Il registro pubblico non mostra Amway essere perquisita in un'operazione criminale o i suoi dirigenti essere portati via in manette. Quella assenza è di per sé significativa. La storia non è quella di una frode classica che finalmente viene nominata e poi finisce. È la storia di un'azienda che è sopravvissuta diventando il modello per un argomento. Lo svelamento, quindi, non è la morte dell'azienda, ma la persistenza della sua controversia. Ogni nuova generazione di critici ha dovuto ri-litigiare le stesse domande perché la vecchia sentenza non le ha mai completamente risolte.

Quella disputa persistente aiuta anche a spiegare perché la vittoria legale dell'azienda potrebbe essere stata più consequenziale di qualsiasi singolo anno di vendite. La sentenza della FTC del 1979 ha fornito al mondo MLM un modo per sopravvivere allo scrutinio senza rispondere alla critica economica centrale. Ecco perché il caso è ancora importante: ha definito lo spazio retorico in cui le aziende successive potevano operare. Se potevano mostrare prodotti, regole e una certa domanda al dettaglio, potevano presentarsi come legittime anche quando la maggior parte del denaro proveniva dal ricambio di reclutamento. In questo senso, la decisione non ha risolto la questione; ha organizzato la difesa.

Quello che si rompe, quindi, visibile agli osservatori attenti, non erano del tipo che pongono fine a un'azienda da un giorno all'altro. Erano le crepe nell'argomento. Più i critici sottolineavano i bassi guadagni, più i difensori sottolineavano la conformità. Più i regolatori richiedevano prove di vendita al dettaglio, più le aziende producevano documentazione. Più il pubblico associava Amway agli MLM, più il modello stesso diventava un soggetto permanente di sospetto.
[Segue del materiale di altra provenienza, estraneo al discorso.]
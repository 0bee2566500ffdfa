//! Error types for vrm-idle

use thiserror::Error;

/// Main error type for vrm-idle
#[derive(Error, Debug)]
pub enum VrmIdleError {
    #[error("Configuration error: {0}")]
    Config(#[from] ConfigError),

    #[error("Load error: {0}")]
    Load(#[from] LoadError),

    #[error("Avatar error: {0}")]
    Avatar(#[from] AvatarError),

    #[error("Command error: {0}")]
    Command(#[from] CommandError),

    #[error("IO error: {0}")]
    Io(#[from] std::io::Error),
}

/// Configuration-related errors
#[derive(Error, Debug)]
pub enum ConfigError {
    #[error("Failed to read config file: {0}")]
    ReadFile(String),

    #[error("Failed to parse config: {0}")]
    Parse(String),

    #[error("Invalid configuration value: {field} - {message}")]
    InvalidValue { field: String, message: String },
}

/// Avatar asset loading errors. All of these are terminal for the avatar.
#[derive(Error, Debug, Clone, PartialEq)]
pub enum LoadError {
    #[error("Failed to read {path}: {message}")]
    Read { path: String, message: String },

    #[error("Failed to parse model: {0}")]
    Parse(String),

    #[error("Model has no skeleton joints")]
    NoSkeleton,
}

/// Recoverable avatar errors raised by the pose control surface
#[derive(Error, Debug, Clone, PartialEq)]
pub enum AvatarError {
    #[error("Avatar is not loaded")]
    NotLoaded,

    #[error("Unknown side: {0} (expected \"left\" or \"right\")")]
    UnknownSide(String),
}

/// Result type alias for vrm-idle operations
pub type Result<T> = std::result::Result<T, VrmIdleError>;

/// Stdin command parsing errors
#[derive(Error, Debug, Clone, PartialEq)]
pub enum CommandError {
    #[error("Unknown command: {0}")]
    Unknown(String),

    #[error("{command}: expected {expected} arguments, got {got}")]
    Arity {
        command: String,
        expected: usize,
        got: usize,
    },

    #[error("Invalid number: {0}")]
    InvalidNumber(String),

    #[error(transparent)]
    Side(#[from] AvatarError),
}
Ogni parte poteva citare registri, ma nessuna parte poteva risolvere completamente la contraddizione centrale. L'azienda aveva abbastanza legittimità per resistere e abbastanza controversia per rimanere permanentemente sotto sospetto.

Quando la controversia ha raggiunto la sua forma matura, la vulnerabilità più profonda dello schema era evidente: la sua legittimità dipendeva da una distinzione che il pubblico non poteva facilmente vedere e i tribunali non potevano sempre controllare con chiarezza. Questo ha lasciato l'industria in uno stato di incertezza cronica. Il prossimo capitolo non riguarda un'accusa penale o una morte aziendale. Riguarda ciò che accade dopo che un'azienda ottiene il diritto di esistere e poi scopre che sopravvivere alla legge non è la stessa cosa che guadagnare fiducia.